This thread has been locked.

If you have a related question, please click the "Ask a related question" button in the top right corner. The newly created question will be automatically linked to this question.

Compiler/MSP432P401R: Incorrect _sxtb16() implementation TI ARM Compiler v18.1.3.LTS

Part Number: MSP432P401R

Tool/software: TI C/C++ Compiler

Hi, 

I was working with the CMSIS v5 DSPLib and noticed a difference in behavior when using the TI ARM Compiler v16.9.9.LTS versus the  TI ARM Compiler v18.1.3.LTS.

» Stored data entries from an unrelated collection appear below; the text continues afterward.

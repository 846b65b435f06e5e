//! Relative date labels for history lists.

use chrono::{DateTime, Days, NaiveDate, TimeZone};
use serde::{Deserialize, Serialize};
use std::fmt;

/// "Today", "Yesterday", or the calendar date of a session.
#[derive(Debug, Clone, Copy, PartialEq, Eq, Serialize, Deserialize)]
#[serde(tag = "kind", content = "date", rename_all = "snake_case")]
pub enum DateLabel {
    Today,
    Yesterday,
    On(NaiveDate),
}

impl DateLabel {
    /// Labels `instant` relative to `now`, comparing calendar days in `now`'s
    /// time zone.
    pub fn between<A: TimeZone, B: TimeZone>(instant: &DateTime<A>, now: &DateTime<B>) -> Self {
        let zone = now.timezone();
        let day = instant.with_timezone(&zone).date_naive();
        let today = now.date_naive();

        if day == today {
            Self::Today
        } else if today.checked_sub_days(Days::new(1)) == Some(day) {
            Self::Yesterday
        } else {
            Self::On(day)
        }
    }
}

impl fmt::Display for DateLabel {
    fn fmt(&self, f: &mut fmt::Formatter<'_>) -> fmt::Result {
        match self {
            Self::Today => f.write_str("Today"),
            Self::Yesterday => f.write_str("Yesterday"),
            Self::On(date) => write!(f, "{}", date.format("%b %d, %Y")),
        }
    }
}

#[cfg(test)]
mod tests {
    use super::*;
    use chrono::{FixedOffset, Utc};

    fn utc(s: &str) -> DateTime<Utc> {
        DateTime::parse_from_rfc3339(s).unwrap().with_timezone(&Utc)
    }

    #[test]
    fn test_today_and_yesterday() {
        let now = utc("2026-03-04T18:00:00Z");
        assert_eq!(DateLabel::between(&utc("2026-03-04T00:10:00Z"), &now), DateLabel::Today);
        assert_eq!(
            DateLabel::between(&utc("2026-03-03T23:59:00Z"), &now),
            DateLabel::Yesterday
        );
    }

    #[test]
    fn test_older_dates_render_absolute() {
        let now = utc("2026-03-04T18:00:00Z");
        let label = DateLabel::between(&utc("2026-03-01T12:00:00Z"), &now);
        assert_eq!(label, DateLabel::On(NaiveDate::from_ymd_opt(2026, 3, 1).unwrap()));
        assert_eq!(label.to_string(), "Mar 01, 2026");
    }

    #[test]
    fn test_days_compared_in_viewer_time_zone() {
        // 23:30 UTC on the 3rd is already the 4th at UTC+2.
        let zone = FixedOffset::east_opt(2 * 3600).unwrap();
        let now = utc("2026-03-04T08:00:00Z").with_timezone(&zone);
        assert_eq!(DateLabel::between(&utc("2026-03-03T23:30:00Z"), &now), DateLabel::Today);
    }
}
//! Configuration service implementation.
//!
//! Loads the application configuration from `config.toml` in the platform
//! config directory (e.g. `~/.config/studymate/config.toml`).

use crate::paths::StudymatePaths;
use crate::storage::AtomicTomlFile;
use std::path::PathBuf;
use std::sync::{Arc, RwLock};
use studymate_core::config::AppConfig;
use studymate_core::error::Result;

/// Environment variable overriding `[completion] model`.
pub const MODEL_ENV: &str = "STUDYMATE_MODEL";
/// Environment variable overriding `[completion] base_url`.
pub const BASE_URL_ENV: &str = "STUDYMATE_BASE_URL";

/// Configuration service that loads and caches the application configuration.
///
/// The file is created with default values on first access, so users have
/// something to edit.
#[derive(Debug, Clone)]
pub struct ConfigService {
    path: PathBuf,
    /// Cached configuration loaded from file.
    config: Arc<RwLock<Option<AppConfig>>>,
}

impl ConfigService {
    /// Creates a service reading the given file.
    pub fn new(path: PathBuf) -> Self {
        Self {
            path,
            config: Arc::new(RwLock::new(None)),
        }
    }

    /// Creates a service reading the platform default `config.toml`.
    pub fn default_location() -> Result<Self> {
        Ok(Self::new(StudymatePaths::config_file()?))
    }

    /// Gets the configuration, loading from file if not cached.
    ///
    /// Environment overrides are applied on every load.
    ///
    /// # Errors
    ///
    /// Returns an error if the file exists but cannot be parsed, or if the
    /// default file cannot be written.
    pub fn get_config(&self) -> Result<AppConfig> {
        {
            let cached = self.config.read().unwrap_or_else(|e| e.into_inner());
            if let Some(config) = cached.as_ref() {
                return Ok(config.clone());
            }
        }

        let mut loaded = self.load_or_create()?;
        apply_env_overrides(&mut loaded, |key| std::env::var(key).ok());

        let mut cache = self.config.write().unwrap_or_else(|e| e.into_inner());
        *cache = Some(loaded.clone());
        Ok(loaded)
    }

    /// Invalidates the cache, forcing a reload on next access.
    pub fn invalidate_cache(&self) {
        let mut cache = self.config.write().unwrap_or_else(|e| e.into_inner());
        *cache = None;
    }

    fn load_or_create(&self) -> Result<AppConfig> {
        let file = AtomicTomlFile::<AppConfig>::new(self.path.clone());
        if let Some(config) = file.load()? {
            return Ok(config);
        }

        let config = AppConfig::default();
        file.save(&config)?;
        tracing::info!("Wrote default configuration to {:?}", self.path);
        Ok(config)
    }
}

fn apply_env_overrides(config: &mut AppConfig, lookup: impl Fn(&str) -> Option<String>) {
    if let Some(model) = lookup(MODEL_ENV).filter(|v| !v.trim().is_empty()) {
        config.completion.model = model;
    }
    if let Some(base_url) = lookup(BASE_URL_ENV).filter(|v| !v.trim().is_empty()) {
        config.completion.base_url = base_url;
    }
}
//! Conversation domain module.
//!
//! # Module Structure
//!
//! - `message`: message types (`MessageRole`, `Message`)
//! - `event`: notifications and lifecycle state (`ConversationEvent`, `ConversationState`)
//! - `engine`: the per-session state machine (`ConversationEngine`)

mod engine;
mod event;
mod message;

pub use engine::{ConversationEngine, PlaceholderHandle};
pub use event::{ConversationEvent, ConversationState};
pub use message::{Message, MessageRole};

I narrowed the issue down to the _sxtb16() intrinsic function: 

Table 5-4 of ARM Optimizing C/C++ Compiler User's Guide

Section 4.6.186 of ARM Architecture Reference Manual Thumb-2 Supplement

Assembly code for correct implementation on TI ARM Compiler v16.9.9.LTS:

Assembly code for incorrect implementation on TI ARM Compiler v18.1.3.LTS

You can see the difference in the way the data is loaded with ldr or ldrsb.w. I've attached a main.c file with minimal code to reproduce the issue. 

43325.main.c
#include "msp.h"
#include <stdint.h>

#define __SIMD32_TYPE int32_t
#define __SIMD32(addr)        (*(__SIMD32_TYPE **) & (addr))

#define __SXTB16(VAL)                       ((unsigned int)_sxtb16(VAL, 0))

/**
 * \brief   Rotate Right in unsigned value (32 bit)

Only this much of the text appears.